From the listing below, output only the lines starting at the line that has "use std::collections::HashMap;" and ending at the line that has "impl fmt::Debug for", exactly as they appear, ends included.
_ _ _
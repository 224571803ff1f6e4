use std::collections::HashMap;
use std::fmt;

use hellforge_project::{FileType, PathEntry, ResourceError};

use crate::editor::{Editor, EditorContext};
use crate::text_editor::TextEditor;

/// 編輯器建構函式。 / Builds an editor from its entry, previous view state and file bytes.
pub type EditorConstructor = Box<
    dyn Fn(&mut EditorContext<'_>, PathEntry, &[u8], Vec<u8>) -> Result<Box<dyn Editor>, ResourceError>
        + Send
        + Sync,
>;

/// 依檔案類型選擇編輯器。 / Maps each file type to the constructor of its editor.
#[derive(Default)]
pub struct EditorRegistry {
    constructors: HashMap<FileType, EditorConstructor>,
}

impl EditorRegistry {
    pub fn new() -> Self {
        Self::default()
    }

    /// 內建編輯器。 / Registry with the built-in editors.
    pub fn with_defaults() -> Self {
        let mut registry = Self::new();
        registry.register(FileType::Text, TextEditor::create);
        registry
    }

    pub fn register<F>(&mut self, file_type: FileType, constructor: F)
    where
        F: Fn(&mut EditorContext<'_>, PathEntry, &[u8], Vec<u8>) -> Result<Box<dyn Editor>, ResourceError>
            + Send
            + Sync
            + 'static,
    {
        self.constructors.insert(file_type, Box::new(constructor));
    }

    pub fn get(&self, file_type: FileType) -> Option<&EditorConstructor> {
        self.constructors.get(&file_type)
    }

    pub fn contains(&self, file_type: FileType) -> bool {
        self.constructors.contains_key(&file_type)
    }
}

impl fmt::Debug for EditorRegistry {
    fn fmt(&self, f: &mut fmt::Formatter<'_>) -> fmt::Result {
        f.debug_struct("EditorRegistry")
            .field("types", &self.constructors.keys().collect::<Vec<_>>())
            .finish()
    }
}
_ _ _
Exercise response
use std::collections::HashMap;
use std::fmt;

use hellforge_project::{FileType, PathEntry, ResourceError};

use crate::editor::{Editor, EditorContext};
use crate::text_editor::TextEditor;

/// 編輯器建構函式。 / Builds an editor from its entry, previous view state and file bytes.
pub type EditorConstructor = Box<
    dyn Fn(&mut EditorContext<'_>, PathEntry, &[u8], Vec<u8>) -> Result<Box<dyn Editor>, ResourceError>
        + Send
        + Sync,
>;

/// 依檔案類型選擇編輯器。 / Maps each file type to the constructor of its editor.
#[derive(Default)]
pub struct EditorRegistry {
    constructors: HashMap<FileType, EditorConstructor>,
}

impl EditorRegistry {
    pub fn new() -> Self {
        Self::default()
    }

    /// 內建編輯器。 / Registry with the built-in editors.
    pub fn with_defaults() -> Self {
        let mut registry = Self::new();
        registry.register(FileType::Text, TextEditor::create);
        registry
    }

    pub fn register<F>(&mut self, file_type: FileType, constructor: F)
    where
        F: Fn(&mut EditorContext<'_>, PathEntry, &[u8], Vec<u8>) -> Result<Box<dyn Editor>, ResourceError>
            + Send
            + Sync
            + 'static,
    {
        self.constructors.insert(file_type, Box::new(constructor));
    }

    pub fn get(&self, file_type: FileType) -> Option<&EditorConstructor> {
        self.constructors.get(&file_type)
    }

    pub fn contains(&self, file_type: FileType) -> bool {
        self.constructors.contains_key(&file_type)
    }
}

impl fmt::Debug for EditorRegistry {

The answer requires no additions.